Рич повествует о том, как менялся со временем образ папы в его глазах, как тот постепенно превращался из самого крутого, сильного и авторитетного человека, которого он любил больше всего на свете, в обиженного на судьбу подростка в теле взрослого, который пытается забыться в алкоголе и к которому остаётся только жалость.
«Он стал резко старым, сутулым, седым. Он будто бы уменьшился. Да нет, пил бы сколько влезет, я сам куплю, поставлю и уберу. Вот только давай не будем меняться местами, я сын, ты — отец. Я маленький, ты большой. Я трусишка, а ты спишь с ружьём под кроватью, чтобы защитить, когда к нам придут отнимать хлеб, — говорил рассказчик. — Сейчас уже никакого ружья не было, был только вопрос: «Неужели это мой папа?»
Прежде всего это история о принятии. Ричард принимает не только отца в его самом уязвимом положении, но и самого себя, осознавая, как сильно он на него похож. А отец — жертва эпохи и собственных амбиций — приходит к принятию своей жизни и только после этого обретает покой.

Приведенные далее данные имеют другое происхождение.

use chainview_core::{
    ChainviewConfig, ChainviewError, FillPolicy, Observation, RangeSpec, RangeTable, TimeRange,
    moving_average, suggest_range,
};

use crate::blocks::BlockTimeTracker;

/// Resampling engine configured once and reused for every chart refresh.
#[derive(Debug, Clone)]
pub struct Chainview {
    pub(crate) cfg: ChainviewConfig,
}

/// Builder for constructing a `Chainview` engine with custom configuration.
#[derive(Debug, Clone)]
pub struct ChainviewBuilder {
    cfg: ChainviewConfig,
}

impl Default for ChainviewBuilder {
    fn default() -> Self {
        Self::new()
    }
}

impl ChainviewBuilder {
    /// Create a new builder with the default range table, carry-forward
    /// filling, no smoothing and a 100-sample block-time window.
    #[must_use]
    pub fn new() -> Self {
        Self {
            cfg: ChainviewConfig::default(),
        }
    }

    /// Replace the whole configuration, e.g. one deserialized from a file.
    #[must_use]
    pub fn config(mut self, cfg: ChainviewConfig) -> Self {
        self.cfg = cfg;
        self
    }

    /// Replace the range-to-bucket policy table.
    #[must_use]
    pub fn ranges(mut self, table: RangeTable) -> Self {
        self.cfg.ranges = table;
        self
    }

    /// Override or add a single range policy entry.
    #[must_use]
    pub fn range_spec(mut self, spec: RangeSpec) -> Self {
        self.cfg.ranges = self.cfg.ranges.with_spec(spec);
        self
    }

    /// Select how empty buckets are rendered.
    ///
    /// Behavior and trade-offs:
    /// - `CarryForward` repeats the previous close so lines and candles stay
    ///   continuous; flat candles mark buckets with no trades.
    /// - `Skip` only returns buckets that saw activity; charts show gaps.
    #[must_use]
    pub const fn fill_policy(mut self, policy: FillPolicy) -> Self {
        self.cfg.fill_policy = policy;
        self
    }

    /// Smooth candle closes with a trailing moving average of `window` points.
    #[must_use]
    pub const fn smoothing_window(mut self, window: usize) -> Self {
        self.cfg.smoothing_window = Some(window);
        self
    }

    /// Disable smoothing (the default).
    #[must_use]
    pub const fn no_smoothing(mut self) -> Self {
        self.cfg.smoothing_window = None;
        self
    }

    /// Number of recent block intervals averaged by block-time trackers.
    #[must_use]
    pub const fn block_time_capacity(mut self, capacity: usize) -> Self {
        self.cfg.block_time_capacity = capacity;
        self
    }

    /// Build the engine.
    ///
    /// # Errors
    /// - `InvalidBucketWidth` / `InvalidArg` if a range entry has a non-positive
    ///   width or window, needs more than `MAX_BUCKETS` buckets, or repeats a
    ///   range already in the table.
    /// - `InvalidWindow` if the smoothing window is zero.
    /// - `InvalidCapacity` if the block-time capacity is zero.
    pub fn build(self) -> Result<Chainview, ChainviewError> {
        self.cfg.ranges.validate()?;
        if let Some(window) = self.cfg.smoothing_window
            && window == 0
        {
            return Err(ChainviewError::InvalidWindow { window });
        }
        if self.cfg.block_time_capacity == 0 {
            return Err(ChainviewError::InvalidCapacity { capacity: 0 });
        }
        Ok(Chainview { cfg: self.cfg })
    }
}

impl Chainview {
    /// Start building a new `Chainview` instance.
    ///
    /// ```rust
    /// use chainview::{Chainview, FillPolicy, RangeSpec, TimeRange};
    ///
    /// let engine = Chainview::builder()
    ///     .range_spec(RangeSpec::new(TimeRange::H24, 86_400, 300))
    ///     .fill_policy(FillPolicy::Skip)
    ///     .build()?;
    /// assert_eq!(engine.config().fill_policy, FillPolicy::Skip);
    /// # Ok::<(), chainview::ChainviewError>(())
    /// ```
    #[must_use]
    pub fn builder() -> ChainviewBuilder {
        ChainviewBuilder::new()
    }

    /// Active configuration.
    #[must_use]
    pub const fn config(&self) -> &ChainviewConfig {
        &self.cfg
    }

    /// Apply the configured smoother to any scalar series (pool balances,
    /// fee totals). Without a configured window the series is returned as is.
    ///
    /// # Errors
    /// Only fails if the configured window is zero, which `build` rejects.
    pub fn smooth(&self, values: &[f64]) -> Result<Vec<f64>, ChainviewError> {
        moving_average(values, self.cfg.smoothing_window.unwrap_or(1))
    }

    /// Create a block-time tracker sized by the configured capacity.
    ///
    /// # Errors
    /// Only fails if the configured capacity is zero, which `build` rejects.
    pub fn block_time_tracker(&self) -> Result<BlockTimeTracker, ChainviewError> {
        BlockTimeTracker::new(self.cfg.block_time_capacity)
    }

    /// Suggest a default range for a stream based on its observed cadence.
    #[must_use]
    pub fn suggest_range(&self, observations: &[Observation]) -> Option<TimeRange> {
        let ts: Vec<i64> = observations.iter().map(|o| o.timestamp).collect();
        suggest_range(&ts, &self.cfg.ranges)
    }
}
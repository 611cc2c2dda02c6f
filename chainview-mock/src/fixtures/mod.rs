pub mod blocks;
pub mod pools;
pub mod swaps;

use chrono::NaiveDateTime;

/// Parse a `YYYY-MM-DD HH:MM:SS` UTC fixture time.
fn ts(s: &str) -> i64 {
    NaiveDateTime::parse_from_str(s, "%Y-%m-%d %H:%M:%S")
        .map(|dt| dt.and_utc().timestamp())
        .expect("valid fixture timestamp")
}
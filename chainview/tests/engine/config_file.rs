use chainview::{Chainview, ChainviewConfig, FillPolicy, TimeRange};

#[test]
fn engine_from_deserialized_config() {
    let json = r#"{
        "ranges": { "specs": [
            { "range": "1H",  "window_secs": 3600,  "bucket_width": 30 },
            { "range": "24H", "window_secs": 86400, "bucket_width": 600 }
        ] },
        "fill_policy": "Skip",
        "smoothing_window": 4,
        "block_time_capacity": 12
    }"#;
    let cfg: ChainviewConfig = serde_json::from_str(json).expect("parse config");
    let engine = Chainview::builder().config(cfg).build().unwrap();

    let c = engine.config();
    assert_eq!(c.fill_policy, FillPolicy::Skip);
    assert_eq!(c.smoothing_window, Some(4));
    assert_eq!(c.ranges.spec(TimeRange::H1).map(|s| s.bucket_width), Some(30));
    assert!(c.ranges.spec(TimeRange::D7).is_none());

    // Ranges absent from the file are unknown to this engine.
    let err = engine.chart(&[], "7D", 0).unwrap_err();
    assert!(matches!(err, chainview::ChainviewError::InvalidRange { .. }));
}

#[test]
fn duplicate_ranges_in_config_are_rejected() {
    let json = r#"{
        "ranges": { "specs": [
            { "range": "7D", "window_secs": 604800, "bucket_width": 3600 },
            { "range": "7D", "window_secs": 604800, "bucket_width": 7200 }
        ] },
        "fill_policy": "CarryForward",
        "smoothing_window": null,
        "block_time_capacity": 100
    }"#;
    let cfg: ChainviewConfig = serde_json::from_str(json).expect("parse config");
    let err = Chainview::builder().config(cfg).build().unwrap_err();
    assert!(matches!(err, chainview::ChainviewError::InvalidArg(_)));
}
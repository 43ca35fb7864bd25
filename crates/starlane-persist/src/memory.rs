//! In-memory [`PersistenceGateway`] used by tests and demos.
//!
//! Stores everything in maps behind one mutex and exposes inspection
//! helpers so tests can assert what the realtime core flushed. Not a
//! database — restart loses everything — but it honors the same contract
//! a real store would.

use std::collections::HashMap;
use std::sync::{Arc, Mutex};

use starlane_protocol::{ChatMessage, HubId, MissionId, MissionInfo, PlayerId, ShipId};

use crate::{PersistError, PersistenceGateway, ShipRecord};

/// A presence row: connection handle plus current location, mirroring
/// what the durable store would keep per player.
#[derive(Debug, Clone, PartialEq)]
pub struct PresenceRow {
    pub session_handle: String,
    pub location: Option<(HubId, ShipId)>,
}

#[derive(Debug, Default)]
struct Inner {
    /// Ship rows, with their owner.
    ships: HashMap<ShipId, (PlayerId, ShipRecord)>,
    /// Presence rows keyed by player.
    presence: HashMap<PlayerId, PresenceRow>,
    /// Last parked hub per ship.
    ship_locations: HashMap<ShipId, HubId>,
    /// Every position flush, in order.
    flushed: Vec<(ShipId, f64, f64, f64)>,
    /// Every chat message recorded, in order.
    chat: Vec<ChatMessage>,
    /// Online flags.
    online: HashMap<PlayerId, bool>,
    /// Mission records with their member lists; `true` = still forming.
    missions: HashMap<MissionId, (MissionInfo, Vec<PlayerId>, bool)>,
    next_mission_id: u64,
}

/// Shared, cloneable in-memory gateway.
#[derive(Debug, Clone, Default)]
pub struct MemoryGateway {
    inner: Arc<Mutex<Inner>>,
}

impl MemoryGateway {
    pub fn new() -> Self {
        Self::default()
    }

    fn lock(&self) -> std::sync::MutexGuard<'_, Inner> {
        self.inner.lock().unwrap_or_else(|e| e.into_inner())
    }

    // -- Seeding ----------------------------------------------------------

    /// Inserts a ship row owned by `owner`.
    pub fn add_ship(&self, owner: PlayerId, ship: ShipRecord) {
        self.lock().ships.insert(ship.id, (owner, ship));
    }

    // -- Inspection (for tests) -------------------------------------------

    /// All position flushes so far, in order.
    pub fn flushed_positions(&self) -> Vec<(ShipId, f64, f64, f64)> {
        self.lock().flushed.clone()
    }

    /// All chat messages recorded so far, in order.
    pub fn chat_log(&self) -> Vec<ChatMessage> {
        self.lock().chat.clone()
    }

    /// A player's online flag; `false` when never set.
    pub fn is_online(&self, player: PlayerId) -> bool {
        self.lock().online.get(&player).copied().unwrap_or(false)
    }

    /// A player's presence row, if one exists.
    pub fn presence_row(&self, player: PlayerId) -> Option<PresenceRow> {
        self.lock().presence.get(&player).cloned()
    }

    /// The hub a ship was last parked in.
    pub fn ship_location(&self, ship: ShipId) -> Option<HubId> {
        self.lock().ship_locations.get(&ship).copied()
    }

    /// The recorded member list of a mission.
    pub fn mission_players(&self, mission: MissionId) -> Option<Vec<PlayerId>> {
        self.lock().missions.get(&mission).map(|(_, p, _)| p.clone())
    }
}

impl PersistenceGateway for MemoryGateway {
    async fn get_ship_if_owned(
        &self,
        ship: ShipId,
        owner: PlayerId,
    ) -> Result<Option<ShipRecord>, PersistError> {
        Ok(self
            .lock()
            .ships
            .get(&ship)
            .filter(|(o, _)| *o == owner)
            .map(|(_, record)| record.clone()))
    }

    async fn upsert_presence(
        &self,
        player: PlayerId,
        session_handle: String,
    ) -> Result<(), PersistError> {
        let mut inner = self.lock();
        let row = inner.presence.entry(player).or_insert(PresenceRow {
            session_handle: String::new(),
            location: None,
        });
        row.session_handle = session_handle;
        Ok(())
    }

    async fn update_presence_location(
        &self,
        player: PlayerId,
        hub: HubId,
        ship: ShipId,
    ) -> Result<(), PersistError> {
        let mut inner = self.lock();
        if let Some(row) = inner.presence.get_mut(&player) {
            row.location = Some((hub, ship));
        }
        Ok(())
    }

    async fn update_ship_location(&self, ship: ShipId, hub: HubId) -> Result<(), PersistError> {
        self.lock().ship_locations.insert(ship, hub);
        Ok(())
    }

    async fn flush_ship_position(
        &self,
        ship: ShipId,
        x: f64,
        y: f64,
        rotation: f64,
    ) -> Result<(), PersistError> {
        let mut inner = self.lock();
        inner.flushed.push((ship, x, y, rotation));
        if let Some((_, record)) = inner.ships.get_mut(&ship) {
            record.position_x = Some(x);
            record.position_y = Some(y);
            record.rotation = Some(rotation);
        }
        Ok(())
    }

    async fn clear_presence(&self, player: PlayerId) -> Result<(), PersistError> {
        self.lock().presence.remove(&player);
        Ok(())
    }

    async fn record_chat_message(&self, message: ChatMessage) -> Result<(), PersistError> {
        self.lock().chat.push(message);
        Ok(())
    }

    async fn set_online(&self, player: PlayerId, online: bool) -> Result<(), PersistError> {
        self.lock().online.insert(player, online);
        Ok(())
    }

    async fn create_mission(
        &self,
        leader: PlayerId,
        kind: &str,
        difficulty: u32,
    ) -> Result<MissionInfo, PersistError> {
        let mut inner = self.lock();
        inner.next_mission_id += 1;
        let info = MissionInfo {
            id: MissionId(inner.next_mission_id),
            kind: kind.to_string(),
            difficulty,
            leader_id: leader,
            max_players: 4,
        };
        inner
            .missions
            .insert(info.id, (info.clone(), vec![leader], true));
        Ok(info)
    }

    async fn get_forming_mission(
        &self,
        mission: MissionId,
    ) -> Result<Option<MissionInfo>, PersistError> {
        Ok(self
            .lock()
            .missions
            .get(&mission)
            .filter(|(_, _, forming)| *forming)
            .map(|(info, _, _)| info.clone()))
    }

    async fn update_mission_players(
        &self,
        mission: MissionId,
        players: Vec<PlayerId>,
    ) -> Result<(), PersistError> {
        let mut inner = self.lock();
        if let Some((_, members, _)) = inner.missions.get_mut(&mission) {
            *members = players;
        }
        Ok(())
    }
}

// =========================================================================
// Tests
// =========================================================================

Нетрудно догадаться, почему Ричард не рассказывает эту историю сам. Как признался автор текста в коротком интервью после показа, даже песня о папе, которую он исполняет в конце спектакля, вызывает у него слёзы. То, что эта исповедь нашла театральное воплощение, по мнению Рича, вообще чистая случайность. Заметку на эту тему он опубликовал во время пандемии коронавируса в книге «Карантин по-питерски», а её, в свою очередь, прочёл Даниил Романов. Московский режиссёр заметил в ней драматургический потенциал, предложил развить в полноценное произведение и нашёл для него сценический выход.
— Мне кажется, таких текстов про родителей не так много, — говорит Даниил. — Я вообще люблю свидетельский театр, когда мы получаем достоверную информацию из первых уст. Ничего плохого не хочу сказать про художественные пьесы, потому что их тоже люблю, но всё-таки зритель воспринимает их как мифы. А когда на сцену выходит обычный парень и рассказывает свою историю, это даёт совершенно другое восприятие материала. Ты понимаешь, что это и про того парня, и про тебя тоже. А почему про тебя? Потому что отец Ричарда Семашкова — это довольно архетипическая, поколенческая фигура. Поэтому происходит узнавание и сопоставление себя с этой историей.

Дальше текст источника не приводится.